YouTube Leanback: Sorry, That Ain't TV
You can’t make silk purses out of pigs ears.
Nor can YouTube fabricate an engaging, linear TV-like experience from a pastiche of random video clips that are frequently poor quality, boring, weird and/or just plain lame.
YouTube Leanback, introduced at Google’s I/O developers conference in May along with the Google TV project, strings together an automated playlist of clips based on videos you’ve watched (the service requires logging into a YouTube account). The full-screen interface is designed for TV displays and TV remotes: It provides only up-down-left-right and select controls.
The idea obviously is to make people watch YouTube more than just a few minutes at a time, to drive up engagement and, theoretically, ad revenue.

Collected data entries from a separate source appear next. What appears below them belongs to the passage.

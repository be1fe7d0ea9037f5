//! Health check endpoints.

use axum::{
    extract::State,
    http::StatusCode,
    Json,
};
use serde::Serialize;

use crate::state::{AppState, IntakeStats};

#[derive(Serialize)]
pub struct HealthResponse {
    status: &'static str,
    version: &'static str,
}

/// Basic health check (is the server running?)
pub async fn health_check() -> Json<HealthResponse> {
    Json(HealthResponse {
        status: "ok",
        version: env!("CARGO_PKG_VERSION"),
    })
}

#[derive(Serialize)]
pub struct ReadyResponse {
    status: &'static str,
    nonce_store: &'static str,
}

/// Readiness check (is the nonce store reachable?)
pub async fn ready_check(
    State(state): State<AppState>,
) -> Result<Json<ReadyResponse>, StatusCode> {
    if state.nonces.ping().await {
        Ok(Json(ReadyResponse {
            status: "ready",
            nonce_store: state.nonces.backend(),
        }))
    } else {
        // Return 503 if not ready
        Err(StatusCode::SERVICE_UNAVAILABLE)
    }
}

#[derive(Serialize)]
pub struct StatsResponse {
    accepted: u64,
    replays_blocked: u64,
    missing_nonce: u64,
    store_errors: u64,
    uptime_secs: u64,
}

/// Intake counters (for monitoring)
pub async fn stats(State(state): State<AppState>) -> Json<StatsResponse> {
    let s = &state.stats;
    Json(StatsResponse {
        accepted: IntakeStats::get(&s.accepted),
        replays_blocked: IntakeStats::get(&s.replays_blocked),
        missing_nonce: IntakeStats::get(&s.missing_nonce),
        store_errors: IntakeStats::get(&s.store_errors),
        uptime_secs: state.started_at.elapsed().as_secs(),
    })
}
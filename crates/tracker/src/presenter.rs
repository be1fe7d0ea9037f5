//! Presentation surface: status text and verdict rendering.

use std::io::Write;

use agni_common::Verdict;

/// User-facing status of the current attempt
#[derive(Debug, Clone, Copy, PartialEq, Eq, Default)]
pub enum Status {
    #[default]
    Idle,
    /// Blank answer, nothing was sent
    Invalid,
    Submitting,
    Human,
    Bot,
    /// Intake or classifier call failed
    Failed,
    /// Bot input was simulated and awaits submission
    Simulated,
}

impl Status {
    pub fn message(&self) -> &'static str {
        match self {
            Self::Idle => "",
            Self::Invalid => "Please enter an answer before submitting.",
            Self::Submitting => "Submitting...",
            Self::Human => "You're verified as human!",
            Self::Bot => "Bot-like behavior detected! Access Denied",
            Self::Failed => "Submission failed.",
            Self::Simulated => "Simulated bot input. You can now submit.",
        }
    }

    /// Status matching a classifier verdict
    pub fn for_verdict(verdict: &Verdict) -> Self {
        if verdict.is_human() {
            Self::Human
        } else {
            Self::Bot
        }
    }
}

impl std::fmt::Display for Status {
    fn fmt(&self, f: &mut std::fmt::Formatter<'_>) -> std::fmt::Result {
        f.write_str(self.message())
    }
}

/// Receives status changes and verdicts from the controller
pub trait Presenter {
    fn status(&mut self, status: Status);
    fn verdict(&mut self, verdict: &Verdict);
}

/// Discards everything
impl Presenter for () {
    fn status(&mut self, _status: Status) {}
    fn verdict(&mut self, _verdict: &Verdict) {}
}

/// Line-oriented presenter writing to any `Write` sink
pub struct ConsolePresenter<W: Write> {
    out: W,
}

impl ConsolePresenter<std::io::Stdout> {
    pub fn stdout() -> Self {
        Self::new(std::io::stdout())
    }
}

impl<W: Write> ConsolePresenter<W> {
    pub fn new(out: W) -> Self {
        Self { out }
    }

    pub fn into_inner(self) -> W {
        self.out
    }

    fn line(&mut self, text: &str) {
        if let Err(err) = writeln!(self.out, "{text}") {
            tracing::warn!(error = %err, "Failed to write status line");
        }
    }
}

impl<W: Write> Presenter for ConsolePresenter<W> {
    fn status(&mut self, status: Status) {
        if status != Status::Idle {
            self.line(status.message());
        }
    }

    fn verdict(&mut self, verdict: &Verdict) {
        let text = format!(
            "{} (confidence: {})",
            verdict.label.as_str().to_uppercase(),
            verdict.confidence_percent()
        );
        self.line(&text);
    }
}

But this is not at all like watching TV. To me, watching 10 minutes of YouTube Leanback was as satisfying as eating a pound of Doritos for dinner.
Don’t get me wrong. There’s a lot of really fun stuff on YouTube, including the ridiculously infectious Double Rainbow Song.

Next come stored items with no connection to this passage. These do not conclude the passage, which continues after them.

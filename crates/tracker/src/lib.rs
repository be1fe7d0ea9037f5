//! # Tracker - Agni behavioral data collector
//!
//! Records how a user answers a short prompt (key rhythm, pointer motion),
//! reduces the recording to a [`FeatureRecord`](agni_common::FeatureRecord),
//! and asks a remote classifier whether the behavior looks human.
//!
//! ## Flow
//! ```text
//! input source → Session (record) → snapshot → intake  (raw payload)
//!                                           ↘ extract → classifier → Presenter
//! ```

pub mod client;
pub mod clock;
pub mod config;
pub mod controller;
pub mod extract;
pub mod input;
pub mod presenter;
pub mod session;
pub mod simulate;

pub use client::{Classifier, HttpVerifier, VerificationIntake};
pub use clock::{Clock, ManualClock, SystemClock};
pub use controller::Controller;
pub use extract::extract;
pub use input::{InputEvent, InputHandler, ReplayScript};
pub use presenter::{ConsolePresenter, Presenter, Status};
pub use session::{Attempt, AttemptSnapshot, Session, Subscription};
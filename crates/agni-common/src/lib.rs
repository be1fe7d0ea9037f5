//! # Agni Common
//!
//! Shared types and utilities used across Agni components.
//!
//! ## Modules
//! - `types` - Wire types (KeyEvent, PointerEvent, IntakePayload, Verdict)
//! - `features` - FeatureRecord extraction from input logs
//! - `error` - Common error types
//! - `constants` - Prompt set, endpoints, and other shared constants

pub mod constants;
pub mod error;
pub mod features;
pub mod types;

pub use error::AgniError;
pub use features::FeatureRecord;
pub use types::*;
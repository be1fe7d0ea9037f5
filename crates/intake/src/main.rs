//! # Intake - Agni verification intake
//!
//! Receives raw attempt payloads from the tracker, rejects replayed attempt
//! tokens, and appends accepted submissions to the behavior log.
//!
//! ## Architecture
//! ```text
//! Tracker → Intake (/api/submit) → behavior log (JSON lines)
//!              ↓                        ↓
//!        Nonce store              `intake export` → dataset CSV
//!      (memory / Redis)
//! ```
//!
//! `intake generate-bots` seeds the log with labelled synthetic bot rows.

use anyhow::{Context, Result};
use clap::{Parser, Subcommand};
use std::path::PathBuf;
use tracing::info;
use tracing_subscriber::{EnvFilter, fmt, prelude::*};

mod bots;
mod config;
mod dataset;
mod routes;
mod state;
mod store;

use config::AppConfig;
use state::AppState;

/// Agni Intake - verification intake service
#[derive(Parser, Debug)]
#[command(name = "intake")]
#[command(author, version, about, long_about = None)]
struct Args {
    /// Configuration file path
    #[arg(short, long, default_value = "config/intake.toml")]
    config: String,

    /// Redis URL for the nonce store (overrides config)
    #[arg(long, env = "REDIS_URL")]
    redis_url: Option<String>,

    /// Listen address (overrides config)
    #[arg(short, long, env = "LISTEN_ADDR")]
    listen: Option<String>,

    /// Behavior log path (overrides config)
    #[arg(long, env = "BEHAVIOR_LOG")]
    log_path: Option<String>,

    /// Log level (trace, debug, info, warn, error)
    #[arg(long, default_value = "info", env = "LOG_LEVEL")]
    log_level: String,

    /// Enable JSON logging output
    #[arg(long, default_value = "false")]
    json_logs: bool,

    #[command(subcommand)]
    command: Option<Command>,
}

#[derive(Subcommand, Debug)]
enum Command {
    /// Run the HTTP service (default)
    Serve,

    /// Convert the behavior log into a feature CSV
    Export {
        /// Output CSV path
        out: PathBuf,

        /// Behavior log to read (defaults to the configured log)
        #[arg(long)]
        log: Option<PathBuf>,
    },

    /// Append labelled synthetic bot submissions to the behavior log
    GenerateBots {
        /// Number of submissions to generate
        #[arg(long, default_value_t = 30)]
        count: usize,

        /// Behavior log to append to (defaults to the configured log)
        #[arg(long)]
        log: Option<PathBuf>,
    },
}

#[tokio::main]
async fn main() -> Result<()> {
    // Parse CLI arguments
    let args = Args::parse();

    // Initialize logging
    init_logging(&args.log_level, args.json_logs)?;

    if let Ok(path) = dotenvy::dotenv() {
        info!(path = %path.display(), "Loaded environment file");
    }

    // Load configuration
    let config = AppConfig::load(&args.config, &args)?;

    match args.command {
        Some(Command::Export { ref out, ref log }) => {
            let log = log.clone().unwrap_or_else(|| PathBuf::from(&config.log_path));
            let summary = dataset::export_csv(&log, out)?;
            println!(
                "Exported {} rows ({} labelled, {} skipped) to {}",
                summary.rows,
                summary.labelled,
                summary.skipped,
                out.display()
            );
            Ok(())
        }
        Some(Command::GenerateBots { count, ref log }) => {
            let log = log.clone().unwrap_or_else(|| PathBuf::from(&config.log_path));
            let written = bots::append_bots(&store::BehaviorLog::new(log.clone()), count).await?;
            println!("Appended {written} bot submissions to {}", log.display());
            Ok(())
        }
        Some(Command::Serve) | None => serve(config).await,
    }
}

async fn serve(config: AppConfig) -> Result<()> {
    info!(
        "🔥 Starting Agni Intake v{}",
        env!("CARGO_PKG_VERSION")
    );

    // Initialize application state
    let state = AppState::new(config.clone()).await?;
    info!(
        nonce_store = state.nonces.backend(),
        log_path = %config.log_path,
        "✅ Intake state ready"
    );

    // Build router
    let app = routes::create_router(state);

    // Start server
    let listener = tokio::net::TcpListener::bind(&config.listen_addr)
        .await
        .with_context(|| format!("Failed to bind {}", config.listen_addr))?;
    info!("🚀 Intake listening on {}", config.listen_addr);

    // Handle graceful shutdown
    let shutdown_signal = async {
        if let Err(e) = tokio::signal::ctrl_c().await {
            tracing::error!(error = %e, "Failed to install Ctrl+C handler");
            std::future::pending::<()>().await;
        }
        info!("🛑 Shutdown signal received");
    };

    axum::serve(listener, app)
        .with_graceful_shutdown(shutdown_signal)
        .await
        .context("Server error")?;

    info!("👋 Intake shutdown complete");
    Ok(())
}

/// Initialize structured logging with tracing
fn init_logging(level: &str, json: bool) -> Result<()> {
    let filter = EnvFilter::try_from_default_env().unwrap_or_else(|_| EnvFilter::new(level));

    if json {
        tracing_subscriber::registry()
            .with(filter)
            .with(fmt::layer().json())
            .init();
    } else {
        tracing_subscriber::registry()
            .with(filter)
            .with(fmt::layer().with_target(true).with_thread_ids(true))
            .init();
    }

    Ok(())
}
//! Common error types for Agni components.

use thiserror::Error;

/// Common errors across Agni components
#[derive(Debug, Error)]
pub enum AgniError {
    /// Input refused before any work is done (blank answer, malformed body)
    #[error("Validation error: {0}")]
    Validation(String),

    /// Request could not be sent or the connection failed
    #[error("Transport error: {0}")]
    Transport(String),

    /// Response body could not be parsed
    #[error("Decode error: {0}")]
    Decode(String),

    /// Remote returned a non-success status
    #[error("Rejected with status {status}: {message}")]
    Rejected { status: u16, message: String },

    /// Submission carried no attempt token
    #[error("Missing nonce")]
    MissingNonce,

    /// Attempt token was already used
    #[error("Replay detected for nonce {0}")]
    ReplayDetected(String),

    /// Nonce store or behavior log failure
    #[error("Storage error: {0}")]
    Store(String),

    /// Configuration error
    #[error("Configuration error: {0}")]
    Config(String),

    /// Internal error
    #[error("Internal error: {0}")]
    Internal(String),
}

impl AgniError {
    /// Returns the HTTP status code for this error
    pub fn status_code(&self) -> u16 {
        match self {
            Self::Validation(_) => 400,
            Self::Transport(_) => 502,
            Self::Decode(_) => 502,
            Self::Rejected { status, .. } => *status,
            Self::MissingNonce => 400,
            Self::ReplayDetected(_) => 403,
            Self::Store(_) => 500,
            Self::Config(_) => 500,
            Self::Internal(_) => 500,
        }
    }

    /// Returns true if a later manual resubmission could succeed.
    ///
    /// Nothing retries automatically; this only informs callers.
    pub fn is_retryable(&self) -> bool {
        match self {
            Self::Transport(_) | Self::Store(_) => true,
            Self::Rejected { status, .. } => *status >= 500,
            _ => false,
        }
    }

    /// True for errors raised before any network call was attempted
    pub fn is_validation(&self) -> bool {
        matches!(self, Self::Validation(_))
    }
}

impl From<serde_json::Error> for AgniError {
    fn from(err: serde_json::Error) -> Self {
        Self::Decode(err.to_string())
    }
}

But there’s just too much randomness on YouTube to make this idea work. Worse, there’s no way to tell the service to play clips similar to one you’ve actually found interesting — a “more like this” button would go a long way to making Leanback somewhat useful.
Here’s what YouTube Leanback regurgitated for me this morning:
> Satellite Television Info: How to Burn Dish Network Cards
> Levis New Friends Store Social Shopping Site
> Katie [Couric] Sings With Bette Midler
> Family Guy - Fast Animals Slow Children
The only things that caught my interest out of this odd melange were the drummers (not bad) and the Family Guy bit — but the latter was just a promo to drive people to Hulu.
YouTube Leanback is a cute parlor trick, but it makes for terrible TV.